Op basis van zijn studie van de Talmoed en de rabbijnse wetten betoogt Shahak dat de wortels van het Joodse chauvinisme en religieus fanatisme moeten worden begrepen voordat het te laat is.
Israel Shahak arriveerde in 1945 in Palestina, was een gepensioneerde hoogleraar organische chemie en een levenslange mensenrechtenactivist, die in het Hebreeuws en Engels over aspecten van het Jodendom schreef. In zijn boek over de Joodse geschiedenis en Joodse religie zet hij uiteen dat:
het Joodse geloof doordrenkt is van een buitengewoon diepe haat jegens het Christendom, gecombineerd met onwetendheid daarover. Deze houding werd duidelijk verergerd door de Christelijke Jodenvervolgingen, maar staat daar grotendeels los van. In feite dateert het uit de tijd dat het Christendom nog zwak was en vervolgd werd (niet in de laatste plaats door joden), en werd gedeeld door Joden die nooit door Christenen waren vervolgd of zelfs door hen werden geholpen. Maimonides werd dus onderworpen aan Moslimvervolgingen door het regime van de Almohaden en vluchtte eerst naar het koninkrijk Jeruzalem van de kruisvaarders, maar dit veranderde zijn opvattingen in het geheel niet.
Professor Shahak wijst erop dat:
Er moet aan worden herinnerd dat het Jodendom, vooral in zijn klassieke vorm, totalitair van aard is. Het gedrag van aanhangers van andere totalitaire ideologieën van onze tijd verschilde niet van dat van de georganiseerde Amerikaanse joden. Stalin en zijn aanhangers werden het nooit beu om de discriminatie van de Amerikaanse en Zuid-Afrikaanse zwarten te veroordelen, vooral te midden van de ergste misdaden die binnen de USSR zijn begaan. Het Zuid-Afrikaanse apartheidsregime was onvermoeibaar in zijn aanklacht tegen de schendingen van de mensenrechten, gepleegd door communistische of andere Afrikaanse regimes, en dat gold ook voor zijn aanhangers in andere landen. Er zijn veel soortgelijke voorbeelden te geven. Het steunen van de democratie of van de mensenrechten is daarom zinloos of zelfs schadelijk en bedrieglijk als het niet begint met zelfkritiek en met het steunen van de mensenrechten wanneer deze door de eigen groep worden geschonden. Elke steun aan de mensenrechten in het algemeen door een Jood, die niet de steun omvat van de mensenrechten van niet-Joden wier rechten worden geschonden door de ‘Joodse staat’, is net zo bedrieglijk als de steun aan de mensenrechten door een stalinist.
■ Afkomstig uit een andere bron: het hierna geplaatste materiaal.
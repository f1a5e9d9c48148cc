use chrono::{DateTime, Utc};
use serde::{Deserialize, Serialize};
use sqlx::FromRow;
use uuid::Uuid;

/// Number of samples in the income and expense series
pub const SERIES_LEN: usize = 7;

/// Upper bound (exclusive) of a generated income sample
pub const INCOME_CEILING: u32 = 1000;

/// Upper bound (exclusive) of a generated expense sample
pub const EXPENSE_CEILING: u32 = 500;

/// Dashboard summary for one email. The series are demo data drawn at write
/// time; the scalar figures are fixed.
#[derive(Debug, Clone, PartialEq, Serialize, Deserialize, FromRow)]
#[serde(rename_all = "camelCase")]
pub struct DashboardRecord {
    pub id: Uuid,
    pub email: String,
    pub income: Vec<i64>,
    pub expense_arr: Vec<i64>,
    pub amount_to_pay: i64,
    pub amount_to_receive: i64,
    pub current_balance: i64,
    pub over_due: i64,
    pub expenses: i64,
    pub followers: i64,
    pub projects: i64,
    pub records: i64,
    pub created_at: DateTime<Utc>,
    pub updated_at: DateTime<Utc>,
}

impl DashboardRecord {
    /// Build a record from explicit series. Each expense sample is capped at
    /// the income sample with the same index.
    pub fn placeholder(email: impl Into<String>, income: Vec<i64>, raw_expense: &[i64]) -> Self {
        let expense_arr = income
            .iter()
            .zip(raw_expense)
            .map(|(income, expense)| (*expense).min(*income))
            .collect();
        let now = Utc::now();

        Self {
            id: Uuid::new_v4(),
            email: email.into(),
            income,
            expense_arr,
            amount_to_pay: 500,
            amount_to_receive: 500,
            current_balance: 500,
            over_due: 100,
            expenses: 200,
            followers: 300,
            projects: 400,
            records: 500,
            created_at: now,
            updated_at: now,
        }
    }

    /// Build a record with freshly drawn random series
    pub fn generate(email: impl Into<String>) -> Result<Self, getrandom::Error> {
        let income = random_series(INCOME_CEILING)?;
        let raw_expense = random_series(EXPENSE_CEILING)?;
        Ok(Self::placeholder(email, income, &raw_expense))
    }
}

/// Draw `SERIES_LEN` samples from `[0, ceiling)` using the OS RNG
fn random_series(ceiling: u32) -> Result<Vec<i64>, getrandom::Error> {
    let mut buf = [0u8; SERIES_LEN * 4];
    getrandom::fill(&mut buf)?;

    Ok(buf
        .chunks_exact(4)
        .map(|chunk| {
            let sample = u32::from_le_bytes([chunk[0], chunk[1], chunk[2], chunk[3]]);
            i64::from(sample % ceiling)
        })
        .collect())
}

#[cfg(test)]
mod tests {
    use super::*;

    #[test]
    fn expenses_are_capped_by_income() {
        let record = DashboardRecord::placeholder(
            "u@u.com",
            vec![100, 0, 400, 999, 10, 250, 300],
            &[200, 50, 100, 499, 10, 251, 0],
        );
        assert_eq!(record.expense_arr, vec![100, 0, 100, 499, 10, 250, 0]);
        assert_eq!(record.email, "u@u.com");
    }

    #[test]
    fn fixed_figures_are_populated() {
        let record = DashboardRecord::placeholder("u@u.com", vec![0; SERIES_LEN], &[0; SERIES_LEN]);
        assert_eq!(record.amount_to_pay, 500);
        assert_eq!(record.amount_to_receive, 500);
        assert_eq!(record.current_balance, 500);
        assert_eq!(record.over_due, 100);
        assert_eq!(record.expenses, 200);
        assert_eq!(record.followers, 300);
        assert_eq!(record.projects, 400);
        assert_eq!(record.records, 500);
    }

    #[test]
    fn generated_series_stay_in_range() {
        for _ in 0..50 {
            let record = DashboardRecord::generate("u@u.com").unwrap();
            assert_eq!(record.income.len(), SERIES_LEN);
            assert_eq!(record.expense_arr.len(), SERIES_LEN);
            for (income, expense) in record.income.iter().zip(&record.expense_arr) {
                assert!((0..INCOME_CEILING as i64).contains(income));
                assert!((0..EXPENSE_CEILING as i64).contains(expense));
                assert!(expense <= income);
            }
        }
    }

    #[test]
    fn serializes_with_wire_names() {
        let record = DashboardRecord::placeholder("u@u.com", vec![1; SERIES_LEN], &[1; SERIES_LEN]);
        let value = serde_json::to_value(&record).unwrap();
        for key in [
            "email",
            "income",
            "expenseArr",
            "amountToPay",
            "amountToReceive",
            "currentBalance",
            "overDue",
            "expenses",
            "followers",
            "projects",
            "records",
        ] {
            assert!(value.get(key).is_some(), "missing key {}", key);
        }
    }
}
Het schijnbare enthousiasme dat in de jaren vijftig en zestig door de Amerikaanse rabbijnen of door de joodse organisaties in de VS aan de dag werd gelegd ter ondersteuning van de zwarten in het Zuiden, werd alleen gemotiveerd door overwegingen van Joods eigenbelang, net zoals de communistische steun voor hetzelfde zwarten. Het doel ervan was in beide gevallen om te proberen de zwarte gemeenschap politiek te veroveren, in het Joodse geval tot een ondoordachte steun aan het Israëlische beleid in het Midden-Oosten.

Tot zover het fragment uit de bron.